Start of LISTED RECORDS
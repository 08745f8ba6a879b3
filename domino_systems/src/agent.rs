// Copyright 2026 the Domino Authors
// SPDX-License-Identifier: Apache-2.0 OR MIT

//! The agent producer: cohort aggregation over the agent population.
//! Grounded in `agent_system.h`'s `dom_agent_task_op` (this producer
//! covers `DOM_AGENT_TASK_AGGREGATE_COHORTS`) and
//! `agent_aggregation_tasks.cpp`'s slice-at-a-time cohort processing.

use alloc::vec::Vec;

use domino_sched::{AccessSetBuilder, CostModel, TaskGraphBuilder};
use domino_types::{DomainId, DominoResult, Tick};

use crate::audit::AuditLog;
use crate::producer::{FidelityTier, SubsystemProducer};
use crate::slice_producer::SliceProducer;

/// `DOM_AGENT_TASK_AGGREGATE_COHORTS` from `agent_system.h`.
pub const OP_AGGREGATE_COHORTS: u32 = 7;

/// Emits one cohort-aggregation task per call over the agent
/// population, resuming via a stored cursor.
#[derive(Clone, Debug)]
pub struct AgentProducer {
    inner: SliceProducer,
}

impl AgentProducer {
    /// Builds an agent producer over a population of `population_count`
    /// entries.
    #[must_use]
    pub fn new(domain_id: DomainId, phase_id: u16, population_count: u32, budget_hint: u32) -> Self {
        Self {
            inner: SliceProducer::new(
                1,
                domain_id,
                phase_id,
                OP_AGGREGATE_COHORTS,
                0b1,
                population_count,
                budget_hint,
                0b1,
                CostModel::new(1, 4, 0).unwrap(),
                Vec::new(),
            ),
        }
    }

    /// Replaces the population slice for a fresh tick's inputs.
    pub fn set_population(&mut self, population_count: u32) {
        self.inner.reset_input(population_count);
    }

    /// Narrows or widens which ops this producer will act on.
    pub fn set_allowed_ops_mask(&mut self, mask: u32) {
        self.inner.set_allowed_ops_mask(mask);
    }
}

impl SubsystemProducer for AgentProducer {
    fn system_id(&self) -> u32 {
        1
    }

    fn is_sim_affecting(&self) -> bool {
        true
    }

    fn law_targets(&self) -> &[u32] {
        &[]
    }

    fn get_next_due_tick(&self) -> Tick {
        self.inner.next_due_tick()
    }

    fn emit_tasks(
        &mut self,
        now_tick: Tick,
        target_tick: Tick,
        work_graph_builder: &mut TaskGraphBuilder,
        access_set_builder: &mut AccessSetBuilder,
        audit: Option<&mut AuditLog>,
    ) -> DominoResult<()> {
        self.inner
            .emit_tasks(now_tick, target_tick, work_graph_builder, access_set_builder, audit)
    }

    fn degrade(&mut self, tier: FidelityTier, reason: &'static str) {
        self.inner.request_degrade(tier, reason);
    }
}
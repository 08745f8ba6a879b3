// Copyright 2026 the Domino Authors
// SPDX-License-Identifier: Apache-2.0 OR MIT

//! The economy producer: ledger transfer settlement. Grounded in
//! `economy_work_ir_tests.cpp`'s `DOM_ECON_TASK_LEDGER_TRANSFERS`.

use alloc::vec::Vec;

use domino_sched::{AccessSetBuilder, CostModel, TaskGraphBuilder};
use domino_types::{DomainId, DominoResult, Tick};

use crate::audit::AuditLog;
use crate::producer::{FidelityTier, SubsystemProducer};
use crate::slice_producer::SliceProducer;

/// Producer-local token for the ledger-transfer-settlement op.
pub const OP_LEDGER_TRANSFERS: u32 = 1;

/// Emits one ledger-transfer-settlement task per call over the
/// pending transfer queue.
#[derive(Clone, Debug)]
pub struct EconomyProducer {
    inner: SliceProducer,
}

impl EconomyProducer {
    /// Builds an economy producer over `transfer_count` pending
    /// transfers.
    #[must_use]
    pub fn new(domain_id: DomainId, phase_id: u16, transfer_count: u32, budget_hint: u32) -> Self {
        Self {
            inner: SliceProducer::new(
                2,
                domain_id,
                phase_id,
                OP_LEDGER_TRANSFERS,
                0b1,
                transfer_count,
                budget_hint,
                0b1,
                CostModel::new(2, 2, 0).unwrap(),
                Vec::new(),
            ),
        }
    }

    /// Replaces the pending-transfer slice for a fresh tick's inputs.
    pub fn set_transfers(&mut self, transfer_count: u32) {
        self.inner.reset_input(transfer_count);
    }

    /// Narrows or widens which ops this producer will act on.
    pub fn set_allowed_ops_mask(&mut self, mask: u32) {
        self.inner.set_allowed_ops_mask(mask);
    }
}

impl SubsystemProducer for EconomyProducer {
    fn system_id(&self) -> u32 {
        2
    }

    fn is_sim_affecting(&self) -> bool {
        true
    }

    fn law_targets(&self) -> &[u32] {
        &[]
    }

    fn get_next_due_tick(&self) -> Tick {
        self.inner.next_due_tick()
    }

    fn emit_tasks(
        &mut self,
        now_tick: Tick,
        target_tick: Tick,
        work_graph_builder: &mut TaskGraphBuilder,
        access_set_builder: &mut AccessSetBuilder,
        audit: Option<&mut AuditLog>,
    ) -> DominoResult<()> {
        self.inner
            .emit_tasks(now_tick, target_tick, work_graph_builder, access_set_builder, audit)
    }

    fn degrade(&mut self, tier: FidelityTier, reason: &'static str) {
        self.inner.request_degrade(tier, reason);
    }
}
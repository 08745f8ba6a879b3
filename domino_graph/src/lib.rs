// Copyright 2026 the Domino Authors
// SPDX-License-Identifier: Apache-2.0 OR MIT

//! Canonical sorted graph storage, traversal, partitioning and boundary
//! stitching for the Domino deterministic simulation core.
//!
//! Everything here is a pure, synchronous data structure: no I/O, no
//! threads, no floating point in any ordering decision. See
//! `SPEC_FULL.md` §A.1/§A.2 for the responsibilities this crate covers.

#![no_std]

extern crate alloc;

mod boundary;
mod graph;
mod partition;
mod registry;

pub use boundary::{stitch, BoundaryEndpoint};
pub use graph::{EdgeFlags, EdgeView, Graph, Neighbors, NodeView};
pub use partition::Partition;
pub use registry::{GraphRegistry, RebuildVtable};
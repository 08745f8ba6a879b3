// Copyright 2026 the Domino Authors
// SPDX-License-Identifier: Apache-2.0 OR MIT

//! Dirty-set tracking and the rebuild harness for the Domino
//! deterministic simulation core (`spec.md` §4.3, §4.4).

#![no_std]

extern crate alloc;

mod dirty_set;
mod rebuild;

pub use dirty_set::{DirtyClass, DirtySet};
pub use rebuild::{
    emit_rebuild_work, pack_component_id, unpack_component_id, RebuildTarget, RegistryHandler,
    SingleTargetHandler,
};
End of LISTED RECORDS
Go line by line through the data, copying each one that contains the word "AgentProducer".

pub struct AgentProducer {
impl AgentProducer {
impl SubsystemProducer for AgentProducer {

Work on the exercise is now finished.